Embedded software developer here, with very minimal professional hardware design experience. I mostly write nostdlib C, and never use malloc. I write peripheral drivers from scratch even if there’s an “SDK” for it. I spend almost 40% of my time reading documentation, 30% scribbling state machines, 15% writing code and 15% testing it on hardware. LLMs don’t help me much. I use them to write scripts for me to parse my stdout and find patterns. For breakfast, I fight EEs to prove their hardware doesn’t work. I have exploded hardware setups for the products I’m developing for on my desk. JLink is the favorite thing in my aresenal. Even the slightest latency on my text editor annoys the shit out of me, which is why I don’t use IDEs.

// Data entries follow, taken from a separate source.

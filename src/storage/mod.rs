//! Storage layer module.
//!
//! This module provides trait-based storage abstraction allowing different backends
//! to be used without changing business logic.

pub mod factory;
pub mod file;
pub mod memory;
pub mod postgres;
pub mod traits;

pub use factory::create_storage;
pub use memory::MemoryStorage;
pub use traits::{CampaignStorage, NumberStorage, ParticipantStorage, SequenceStorage, Storage};
//! Error handling module.
//!
//! This module provides unified error handling with proper HTTP status code mapping
//! and standardized API error responses.

pub mod codes;

use axum::Json;
use axum::http::StatusCode;
use axum::response::{IntoResponse, Response};
use serde_json::json;

pub use codes::ErrorCode;

use crate::domain::LimitReason;

/// Application-level error type.
///
/// Every variant is scoped to a single request; none of them is fatal to the
/// process.
#[derive(Debug, thiserror::Error)]
pub enum AppError {
    /// Invalid campaign configuration (series count, algorithm or format settings).
    #[error("Invalid configuration: {0}")]
    InvalidConfiguration(String),

    /// Generation bound is not positive.
    #[error("Invalid bound: {0}")]
    InvalidBound(u64),

    /// Requested quantity is zero or too large.
    #[error("Invalid quantity: {0}")]
    InvalidQuantity(String),

    /// Not enough free values remain in the number space.
    #[error("Capacity exhausted: requested {requested}, {available} available")]
    CapacityExhausted {
        /// Quantity that was requested.
        requested: u64,
        /// Free values left in range.
        available: u64,
    },

    /// Participant is not registered.
    #[error("Participant not found: {0}")]
    ParticipantNotFound(String),

    /// Participant is already registered.
    #[error("Participant already exists: {0}")]
    ParticipantExists(String),

    /// An issuance limit denied the request.
    #[error("Limit exceeded: {0}")]
    LimitExceeded(LimitReason),

    /// Duplicate numbers kept colliding with concurrent allocations.
    #[error("Storage conflict after {0} attempts")]
    StorageConflict(u32),

    /// Authentication failed.
    #[error("Authentication failed")]
    Unauthorized,

    /// Invalid request parameters.
    #[error("Invalid request: {0}")]
    BadRequest(String),

    /// Storage backend error.
    #[error("Storage error: {0}")]
    Storage(#[from] StorageError),

    /// Internal server error.
    #[error("Internal error: {0}")]
    Internal(String),
}

impl AppError {
    /// Get the error code for this error.
    #[must_use]
    pub const fn error_code(&self) -> ErrorCode {
        match self {
            Self::InvalidConfiguration(_) | Self::InvalidBound(_) => ErrorCode::INVALID_CONFIG,
            Self::CapacityExhausted { .. } => ErrorCode::CAPACITY_EXHAUSTED,
            Self::InvalidQuantity(_) => ErrorCode::INVALID_QUANTITY,
            Self::ParticipantNotFound(_) => ErrorCode::PARTICIPANT_NOT_FOUND,
            Self::ParticipantExists(_) => ErrorCode::PARTICIPANT_EXISTS,
            Self::LimitExceeded(_) => ErrorCode::LIMIT_EXCEEDED,
            Self::StorageConflict(_) => ErrorCode::STORAGE_CONFLICT,
            Self::Unauthorized => ErrorCode::UNAUTHORIZED,
            Self::BadRequest(_) => ErrorCode::BAD_REQUEST,
            Self::Storage(_) => ErrorCode::STORAGE_ERROR,
            Self::Internal(_) => ErrorCode::INTERNAL_ERROR,
        }
    }

    /// Get the HTTP status code for this error.
    #[must_use]
    pub const fn status_code(&self) -> StatusCode {
        match self {
            Self::ParticipantNotFound(_) => StatusCode::NOT_FOUND,
            Self::ParticipantExists(_) | Self::StorageConflict(_) => StatusCode::CONFLICT,
            Self::InvalidConfiguration(_)
            | Self::InvalidBound(_)
            | Self::InvalidQuantity(_)
            | Self::BadRequest(_) => StatusCode::BAD_REQUEST,
            Self::LimitExceeded(_) => StatusCode::TOO_MANY_REQUESTS,
            Self::CapacityExhausted { .. } => StatusCode::SERVICE_UNAVAILABLE,
            Self::Unauthorized => StatusCode::UNAUTHORIZED,
            Self::Storage(_) | Self::Internal(_) => StatusCode::INTERNAL_SERVER_ERROR,
        }
    }
}

impl IntoResponse for AppError {
    fn into_response(self) -> Response {
        let status = self.status_code();
        let code = self.error_code().as_i32();
        let message = self.to_string();

        if status.is_server_error() {
            tracing::error!(
                error_code = code,
                status = %status,
                message = %message,
                "Request failed"
            );
        } else {
            tracing::warn!(
                error_code = code,
                status = %status,
                message = %message,
                "Request rejected"
            );
        }

        let body = Json(json!({
            "code": code,
            "message": message,
            "data": null
        }));

        (status, body).into_response()
    }
}

/// Storage-specific error type.
#[derive(Debug, thiserror::Error)]
pub enum StorageError {
    /// Connection error.
    #[error("Connection failed: {0}")]
    Connection(String),

    /// Query execution error.
    #[error("Query failed: {0}")]
    Query(String),

    /// Serialization/deserialization error.
    #[error("Serialization error: {0}")]
    Serialization(String),

    /// A uniqueness constraint rejected the write.
    #[error("Uniqueness conflict: {0}")]
    Conflict(String),

    /// Lock acquisition failed.
    #[error("Failed to acquire lock: {0}")]
    LockFailed(String),

    /// File I/O error.
    #[error("File I/O error: {0}")]
    FileIO(String),

    /// Backend not available.
    #[error("Storage backend unavailable")]
    Unavailable,
}

impl From<std::io::Error> for StorageError {
    fn from(err: std::io::Error) -> Self {
        Self::FileIO(err.to_string())
    }
}

impl From<serde_json::Error> for StorageError {
    fn from(err: serde_json::Error) -> Self {
        Self::Serialization(err.to_string())
    }
}

impl From<sqlx::Error> for StorageError {
    fn from(err: sqlx::Error) -> Self {
        match err {
            sqlx::Error::Database(db) if db.is_unique_violation() => {
                Self::Conflict(db.message().to_string())
            }
            sqlx::Error::PoolTimedOut | sqlx::Error::PoolClosed => Self::Unavailable,
            sqlx::Error::Io(e) => Self::Connection(e.to_string()),
            other => Self::Query(other.to_string()),
        }
    }
}

/// Result type alias using `AppError`.
pub type Result<T> = std::result::Result<T, AppError>;

/// Result type alias using `StorageError`.
pub type StorageResult<T> = std::result::Result<T, StorageError>;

I am working on fundraising and administration for a robotics venture. Very little work goes on engineering subjects at present, more often things like patent law, corporate administration, strategy, network build-out and the present penultimate goal fundraising for an aggressive scale go to market autonomous factory. However, the prior eight years have given me an amazing opportunity to study all manner of engineering subjects from mechanical to structural, electronic to electrical, production and fabrication through operations research, logistics and supply chain. I now have a very 'grass roots' view of venture administration, cross-disciplinary R&D and commercialization that is globally informed and very difficult to gain in any context. While significant yield remains at this stage speculative, nevertheless it is very interesting!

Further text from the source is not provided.